* **What you should do**
Your answer must consist of exactly the lines below, starting with the line with "pub const BALL_RADIUS: f32 = 9.0;" and going on through the line with "pub const MAX_BOUNCE_ANGLE: f32", and nothing else.

Saved entries
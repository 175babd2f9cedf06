//! Pure validators for item request operations.
//!
//! Each function turns a loose request body into a validated command or a
//! [`ValidationError`]. No I/O, no panics; infrastructure failures never
//! originate here.

use crate::errors::ValidationError;
use crate::types::dto::requests::{
    BatchDeleteBody, BatchEditBody, CreateRequestBody, EditStatusBody, RequestStatus,
};
use crate::types::internal::{
    BatchDeleteCommand, BatchEditCommand, CreateRequestCommand, EditStatusCommand, RequestId,
};

pub const REQUESTOR_NAME_MIN: usize = 3;
pub const REQUESTOR_NAME_MAX: usize = 30;
pub const ITEM_REQUESTED_MIN: usize = 2;
pub const ITEM_REQUESTED_MAX: usize = 100;

/// Validate a create payload. Returns the trimmed field values.
pub fn validate_create(body: &CreateRequestBody) -> Result<CreateRequestCommand, ValidationError> {
    let requestor_name = bounded_string(
        body.requestor_name.as_deref(),
        "requestorName",
        REQUESTOR_NAME_MIN,
        REQUESTOR_NAME_MAX,
    )?;
    let item_requested = bounded_string(
        body.item_requested.as_deref(),
        "itemRequested",
        ITEM_REQUESTED_MIN,
        ITEM_REQUESTED_MAX,
    )?;

    Ok(CreateRequestCommand {
        requestor_name,
        item_requested,
    })
}

/// Validate a single-record status edit payload
pub fn validate_status_edit(body: &EditStatusBody) -> Result<EditStatusCommand, ValidationError> {
    let id = body
        .id
        .as_deref()
        .ok_or(ValidationError::MissingField("id"))
        .and_then(RequestId::parse)?;
    let status = parse_status(body.status.as_deref())?;

    Ok(EditStatusCommand { id, status })
}

/// Validate a batch status edit payload
pub fn validate_batch_edit(body: &BatchEditBody) -> Result<BatchEditCommand, ValidationError> {
    let ids = parse_id_list(body.ids.as_deref())?;
    let status = parse_status(body.status.as_deref())?;

    Ok(BatchEditCommand { ids, status })
}

/// Validate a batch delete payload
pub fn validate_batch_delete(
    body: &BatchDeleteBody,
) -> Result<BatchDeleteCommand, ValidationError> {
    let ids = parse_id_list(body.ids.as_deref())?;

    Ok(BatchDeleteCommand { ids })
}

/// Check a text field against its length bounds.
///
/// Bounds apply to the trimmed value, which is also what gets returned.
fn bounded_string(
    value: Option<&str>,
    field: &'static str,
    min: usize,
    max: usize,
) -> Result<String, ValidationError> {
    let value = value.ok_or(ValidationError::MissingField(field))?;
    let trimmed = value.trim();

    let length = trimmed.chars().count();
    if length < min || length > max {
        return Err(ValidationError::LengthOutOfRange { field, min, max });
    }

    Ok(trimmed.to_string())
}

fn parse_status(value: Option<&str>) -> Result<RequestStatus, ValidationError> {
    let value = value.ok_or(ValidationError::MissingField("status"))?;
    RequestStatus::parse(value).ok_or_else(|| ValidationError::UnknownStatus(value.to_string()))
}

fn parse_id_list(ids: Option<&[String]>) -> Result<Vec<RequestId>, ValidationError> {
    let ids = ids.ok_or(ValidationError::MissingField("ids"))?;
    if ids.is_empty() {
        return Err(ValidationError::EmptyIdList);
    }

    ids.iter().map(|id| RequestId::parse(id)).collect()
}

#[cfg(test)]
mod tests {
    use super::*;

    const VALID_ID: &str = "507f1f77bcf86cd799439011";

    fn create_body(requestor_name: Option<&str>, item_requested: Option<&str>) -> CreateRequestBody {
        CreateRequestBody {
            requestor_name: requestor_name.map(String::from),
            item_requested: item_requested.map(String::from),
        }
    }

    #[test]
    fn test_validate_create_accepts_valid_payload() {
        let body = create_body(Some("Jamie Reyes"), Some("First aid kit"));
        let command = validate_create(&body).unwrap();

        assert_eq!(command.requestor_name, "Jamie Reyes");
        assert_eq!(command.item_requested, "First aid kit");
    }

    #[test]
    fn test_validate_create_trims_whitespace() {
        let body = create_body(Some("  Jamie Reyes  "), Some("\tFirst aid kit\n"));
        let command = validate_create(&body).unwrap();

        assert_eq!(command.requestor_name, "Jamie Reyes");
        assert_eq!(command.item_requested, "First aid kit");
    }

    #[test]
    fn test_requestor_name_length_boundaries() {
        let exactly_30 = "a".repeat(30);
        let exactly_31 = "a".repeat(31);

        // 2 chars rejected, 3 and 30 accepted, 31 rejected
        assert!(validate_create(&create_body(Some("ab"), Some("ok"))).is_err());
        assert!(validate_create(&create_body(Some("abc"), Some("ok"))).is_ok());
        assert!(validate_create(&create_body(Some(exactly_30.as_str()), Some("ok"))).is_ok());
        assert!(validate_create(&create_body(Some(exactly_31.as_str()), Some("ok"))).is_err());
    }

    #[test]
    fn test_requestor_name_bounds_apply_after_trimming() {
        // 2 chars padded to 6 with whitespace still fails the lower bound
        assert!(validate_create(&create_body(Some("  ab  "), Some("ok"))).is_err());
        assert!(validate_create(&create_body(Some("  abc  "), Some("ok"))).is_ok());
        // 31 trimmed chars padded with whitespace still fails the upper bound
        let padded = format!(" {} ", "a".repeat(31));
        assert!(validate_create(&create_body(Some(padded.as_str()), Some("ok"))).is_err());
    }

    #[test]
    fn test_item_requested_length_boundaries() {
        let exactly_100 = "b".repeat(100);
        let exactly_101 = "b".repeat(101);

        assert!(validate_create(&create_body(Some("abc"), Some("a"))).is_err());
        assert!(validate_create(&create_body(Some("abc"), Some("ab"))).is_ok());
        assert!(validate_create(&create_body(Some("abc"), Some(exactly_100.as_str()))).is_ok());
        assert!(validate_create(&create_body(Some("abc"), Some(exactly_101.as_str()))).is_err());
    }

    #[test]
    fn test_validate_create_rejects_missing_fields() {
        assert_eq!(
            validate_create(&create_body(None, Some("First aid kit"))),
            Err(ValidationError::MissingField("requestorName"))
        );
        assert_eq!(
            validate_create(&create_body(Some("Jamie Reyes"), None)),
            Err(ValidationError::MissingField("itemRequested"))
        );
    }

    #[test]
    fn test_validate_create_rejects_blank_strings() {
        assert!(validate_create(&create_body(Some(""), Some("ok"))).is_err());
        assert!(validate_create(&create_body(Some("   "), Some("ok"))).is_err());
        assert!(validate_create(&create_body(Some("abc"), Some("   "))).is_err());
    }

    #[test]
    fn test_validate_status_edit_accepts_valid_payload() {
        let body = EditStatusBody {
            id: Some(VALID_ID.to_string()),
            status: Some("APPROVED".to_string()),
        };
        let command = validate_status_edit(&body).unwrap();

        assert_eq!(command.id.as_str(), VALID_ID);
        assert_eq!(command.status, RequestStatus::Approved);
    }

    #[test]
    fn test_validate_status_edit_rejects_bad_id() {
        for id in ["", "507f1f77bcf86cd79943901", "507f1f77bcf86cd7994390111", "507f1f77bcf86cd79943901z"] {
            let body = EditStatusBody {
                id: Some(id.to_string()),
                status: Some("APPROVED".to_string()),
            };
            assert!(validate_status_edit(&body).is_err(), "id {:?} should be rejected", id);
        }
    }

    #[test]
    fn test_validate_status_edit_rejects_unknown_status() {
        let body = EditStatusBody {
            id: Some(VALID_ID.to_string()),
            status: Some("approved".to_string()),
        };
        assert_eq!(
            validate_status_edit(&body),
            Err(ValidationError::UnknownStatus("approved".to_string()))
        );
    }

    #[test]
    fn test_validate_status_edit_rejects_missing_fields() {
        let body = EditStatusBody {
            id: None,
            status: Some("APPROVED".to_string()),
        };
        assert_eq!(
            validate_status_edit(&body),
            Err(ValidationError::MissingField("id"))
        );

        let body = EditStatusBody {
            id: Some(VALID_ID.to_string()),
            status: None,
        };
        assert_eq!(
            validate_status_edit(&body),
            Err(ValidationError::MissingField("status"))
        );
    }

    #[test]
    fn test_validate_batch_edit_accepts_valid_payload() {
        let body = BatchEditBody {
            ids: Some(vec![VALID_ID.to_string(), "0123456789abcdef01234567".to_string()]),
            status: Some("COMPLETED".to_string()),
        };
        let command = validate_batch_edit(&body).unwrap();

        assert_eq!(command.ids.len(), 2);
        assert_eq!(command.status, RequestStatus::Completed);
    }

    #[test]
    fn test_validate_batch_edit_rejects_empty_id_list() {
        let body = BatchEditBody {
            ids: Some(vec![]),
            status: Some("APPROVED".to_string()),
        };
        assert_eq!(validate_batch_edit(&body), Err(ValidationError::EmptyIdList));
    }

    #[test]
    fn test_validate_batch_edit_rejects_one_bad_id_among_valid() {
        let body = BatchEditBody {
            ids: Some(vec![VALID_ID.to_string(), "not-hex".to_string()]),
            status: Some("APPROVED".to_string()),
        };
        assert!(validate_batch_edit(&body).is_err());
    }

    #[test]
    fn test_validate_batch_delete_accepts_valid_payload() {
        let body = BatchDeleteBody {
            ids: Some(vec![VALID_ID.to_string()]),
        };
        let command = validate_batch_delete(&body).unwrap();
        assert_eq!(command.ids.len(), 1);
    }

    #[test]
    fn test_validate_batch_delete_rejects_missing_or_empty_ids() {
        assert_eq!(
            validate_batch_delete(&BatchDeleteBody { ids: None }),
            Err(ValidationError::MissingField("ids"))
        );
        assert_eq!(
            validate_batch_delete(&BatchDeleteBody { ids: Some(vec![]) }),
            Err(ValidationError::EmptyIdList)
        );
    }
}
use std::f32::consts::{FRAC_PI_3, FRAC_PI_4};

/// Game tuning parameters for Pong
#[derive(Debug, Clone, Copy)]
pub struct Params;

impl Params {
    // Court (canvas pixels)
    pub const COURT_WIDTH: f32 = 800.0;
    pub const COURT_HEIGHT: f32 = 500.0;

    // Paddle
    pub const PADDLE_WIDTH: f32 = 14.0;
    pub const PADDLE_HEIGHT: f32 = 90.0;
    pub const PADDLE_PADDING: f32 = 24.0; // gap between court edge and paddle
    pub const PADDLE_SPEED: f32 = 360.0; // px per second

    // Ball
    pub const BALL_RADIUS: f32 = 9.0;
    pub const BALL_SPEED_INITIAL: f32 = 320.0;
    pub const BALL_SPEED_MAX: f32 = 520.0;
    pub const BALL_SPEED_INCREMENT: f32 = 10.0; // added per paddle hit
    pub const MAX_BOUNCE_ANGLE: f32 = FRAC_PI_3;
    pub const SERVE_ANGLE: f32 = FRAC_PI_4; // serve launches within ±45°

    // Rules
    pub const WIN_SCORE: u8 = 11;
    pub const SERVE_DELAY: f32 = 1.2;

    // Physics
    pub const FIXED_DT: f32 = 1.0 / 120.0;
    pub const MAX_DT: f32 = 0.1; // Clamp to prevent large jumps
}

* **Answer space**
    pub const BALL_RADIUS: f32 = 9.0;
    pub const BALL_SPEED_INITIAL: f32 = 320.0;
    pub const BALL_SPEED_MAX: f32 = 520.0;
    pub const BALL_SPEED_INCREMENT: f32 = 10.0; // added per paddle hit
    pub const MAX_BOUNCE_ANGLE: f32 = FRAC_PI_3;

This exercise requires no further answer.